University of California, Los Angeles, 502 Portola Plaza, Los Angeles, CA, 90095, USA.
Atten Percept Psychophys. 2021 Apr;83(3):1290-1311. doi: 10.3758/s13414-020-02212-x. Epub 2021 Jan 3.
In the age of big data, we are constantly inventing new data visualizations to consolidate massive amounts of numerical information into smaller and more digestible visual formats. These data visualizations use various visual features to convey quantitative information, such as spatial position in scatter plots, color saturation in heat maps, and area in dot maps. These data visualizations are typically composed of ensembles, or groups of related objects, that together convey information about a data set. Ensemble perception, or one's ability to perceive summary statistics from an ensemble, such as the mean, has been used as a foundation for understanding and explaining the effectiveness of certain data visualizations. However, research in data visualization has revealed some perceptual biases and conceptual difficulties people face when trying to utilize the information in these graphs. In this tutorial review, we will provide a broad overview of research conducted in ensemble perception, discuss how principles of ensemble encoding have been applied to the research in data visualization, and showcase the barriers graphs can pose to learning statistical concepts, using histograms as a specific example. The goal of this tutorial review is to highlight possible connections between three areas of research-ensemble perception, data visualization, and statistics education-and to encourage research in the practical applications of ensemble perception in solving real-world problems in statistics education.

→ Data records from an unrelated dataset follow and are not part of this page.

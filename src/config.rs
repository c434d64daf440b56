// Configuration Module

use anyhow::{bail, Context, Result};
use chrono::Duration as WindowDuration;
use directories::ProjectDirs;
use serde::{Deserialize, Serialize};
use std::path::{Path, PathBuf};
use std::str::FromStr;
use std::time::Duration;

use crate::error::ConfigError;

/// Settings for one refresh plugin instance, stored as TOML.
///
/// A run only ever reads this; the daemon is the single place that writes
/// it back (to clear `run_once`).
#[derive(Serialize, Deserialize, Debug, Clone, PartialEq)]
#[serde(default)]
pub struct PluginConfig {
    pub enabled: bool,
    /// Run one refresh as soon as the daemon starts, then clear the flag.
    pub run_once: bool,
    /// Five-field crontab expression (a six-field one with seconds is also accepted).
    pub cron: Option<String>,
    /// Size of the lookback window, in `unit`s.
    pub window: u32,
    /// One of `day`, `hour`, `minute`. Validated when a run starts.
    pub unit: String,
    pub poll_interval_secs: u64,
    /// Raw `k=v; k2=v2` credential blob copied from a logged-in browser session.
    pub cookie: Option<String>,
    pub host: Option<String>,
    /// Comma separated classification names refreshed when movies land.
    pub movie_categories: String,
    /// Comma separated classification names refreshed when shows land.
    pub show_categories: String,
    pub refresh_all: bool,
    /// Only transfers whose destination starts with this prefix count.
    pub path_prefix: Option<String>,
    pub notify: bool,
    pub notify_aggregate: bool,
    pub history_path: Option<PathBuf>,
    pub webhook_url: Option<String>,
    pub request_timeout_secs: u64,
    pub copilot: CopilotConfig,
}

/// Settings for the container update assistant.
#[derive(Serialize, Deserialize, Debug, Clone, Default, PartialEq)]
#[serde(default)]
pub struct CopilotConfig {
    pub host: Option<String>,
    pub secret_key: Option<String>,
}

impl Default for PluginConfig {
    fn default() -> Self {
        Self {
            enabled: false,
            run_once: false,
            cron: None,
            window: 1,
            unit: "day".to_string(),
            poll_interval_secs: 60,
            cookie: None,
            host: None,
            movie_categories: String::new(),
            show_categories: String::new(),
            refresh_all: false,
            path_prefix: None,
            notify: false,
            notify_aggregate: false,
            history_path: None,
            webhook_url: None,
            request_timeout_secs: 30,
            copilot: CopilotConfig::default(),
        }
    }
}

/// Unit of the lookback window.
#[derive(Debug, Clone, Copy, PartialEq, Eq)]
pub enum WindowUnit {
    Day,
    Hour,
    Minute,
}

impl FromStr for WindowUnit {
    type Err = ConfigError;

    fn from_str(s: &str) -> Result<Self, Self::Err> {
        match s.trim() {
            "day" => Ok(WindowUnit::Day),
            "hour" => Ok(WindowUnit::Hour),
            "minute" => Ok(WindowUnit::Minute),
            other => Err(ConfigError::UnknownUnit(other.to_string())),
        }
    }
}

/// Prefix a scheme when missing and strip a trailing slash.
pub fn normalize_host(host: &str) -> String {
    let host = host.trim();
    let mut normalized = if host.starts_with("http") {
        host.to_string()
    } else {
        format!("http://{}", host)
    };
    if normalized.ends_with('/') {
        normalized.pop();
    }
    normalized
}

impl PluginConfig {
    /// Apply the same clean-up the settings form used to do on save.
    pub fn normalized(mut self) -> Self {
        self.host = self
            .host
            .as_deref()
            .filter(|h| !h.trim().is_empty())
            .map(normalize_host);
        self.copilot.host = self
            .copilot
            .host
            .as_deref()
            .filter(|h| !h.trim().is_empty())
            .map(normalize_host);
        if self.poll_interval_secs == 0 {
            self.poll_interval_secs = 60;
        }
        self
    }

    pub fn window_unit(&self) -> Result<WindowUnit, ConfigError> {
        self.unit.parse()
    }

    /// Lookback window as a chrono duration.
    pub fn window_duration(&self) -> Result<WindowDuration, ConfigError> {
        let size = i64::from(self.window);
        Ok(match self.window_unit()? {
            WindowUnit::Day => WindowDuration::days(size),
            WindowUnit::Hour => WindowDuration::hours(size),
            WindowUnit::Minute => WindowDuration::minutes(size),
        })
    }

    /// The configured path prefix, if it is set to something non-blank.
    pub fn path_prefix(&self) -> Result<&str, ConfigError> {
        self.path_prefix
            .as_deref()
            .filter(|p| !p.is_empty())
            .ok_or(ConfigError::MissingPathPrefix)
    }

    /// Host and credential blob, both required before talking to the NAS.
    pub fn remote(&self) -> Result<(&str, &str), ConfigError> {
        match (self.host.as_deref(), self.cookie.as_deref()) {
            (Some(host), Some(cookie)) if !host.is_empty() && !cookie.trim().is_empty() => {
                Ok((host, cookie))
            }
            _ => Err(ConfigError::MissingRemote),
        }
    }

    pub fn poll_interval(&self) -> Duration {
        Duration::from_secs(self.poll_interval_secs)
    }

    pub fn request_timeout(&self) -> Duration {
        Duration::from_secs(self.request_timeout_secs.max(1))
    }

    /// Default location of the configuration file.
    pub fn default_path() -> Result<PathBuf> {
        if let Some(proj_dirs) = ProjectDirs::from("com", "mediafresh", "mediafresh") {
            let config_dir = proj_dirs.config_dir();
            std::fs::create_dir_all(config_dir)?;
            Ok(config_dir.join("mediafresh.toml"))
        } else {
            bail!("Could not determine configuration directory")
        }
    }

    /// Load the configuration, falling back to defaults if the file does not exist.
    pub fn load(path: &Path) -> Result<Self> {
        if !path.exists() {
            return Ok(Self::default());
        }
        let s = std::fs::read_to_string(path)
            .with_context(|| format!("Failed to read config file: {}", path.display()))?;
        let config: Self = toml::from_str(&s)
            .with_context(|| format!("Failed to parse TOML from config file: {}", path.display()))?;
        Ok(config.normalized())
    }

    /// Persist `run_once = false` so the next start does not fire again.
    /// Does nothing if the flag is already clear.
    pub fn clear_run_once(&mut self, path: &Path) -> Result<()> {
        if !self.run_once {
            return Ok(());
        }
        self.run_once = false;
        self.save(path).context("Failed to clear run_once flag")
    }

    pub fn save(&self, path: &Path) -> Result<()> {
        let s = toml::to_string_pretty(self).context("Failed to serialize config to TOML")?;
        std::fs::write(path, s)
            .with_context(|| format!("Failed to write config file: {}", path.display()))
    }
}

在大数据时代,我们不断发明新的数据可视化方法,将大量的数值信息整合到更小、更易于理解的视觉格式中。这些数据可视化使用各种视觉特征来传达定量信息,例如散点图中的空间位置、热图中的颜色饱和度和点图中的面积。这些数据可视化通常由集合或相关对象的群组组成,它们共同传达有关数据集的信息。集合感知,即从集合中感知汇总统计信息(例如平均值)的能力,已被用作理解和解释某些数据可视化效果的基础。然而,数据可视化研究揭示了人们在尝试利用这些图形中的信息时面临的一些感知偏差和概念困难。在本教程综述中,我们将提供对集合感知研究的广泛概述,讨论集合编码原则如何应用于数据可视化研究,并展示图形可能对学习统计概念造成的障碍,以直方图为例。本教程综述的目的是强调集合感知、数据可视化和统计教育这三个研究领域之间的可能联系,并鼓励在统计教育中应用集合感知解决实际问题的实际应用研究。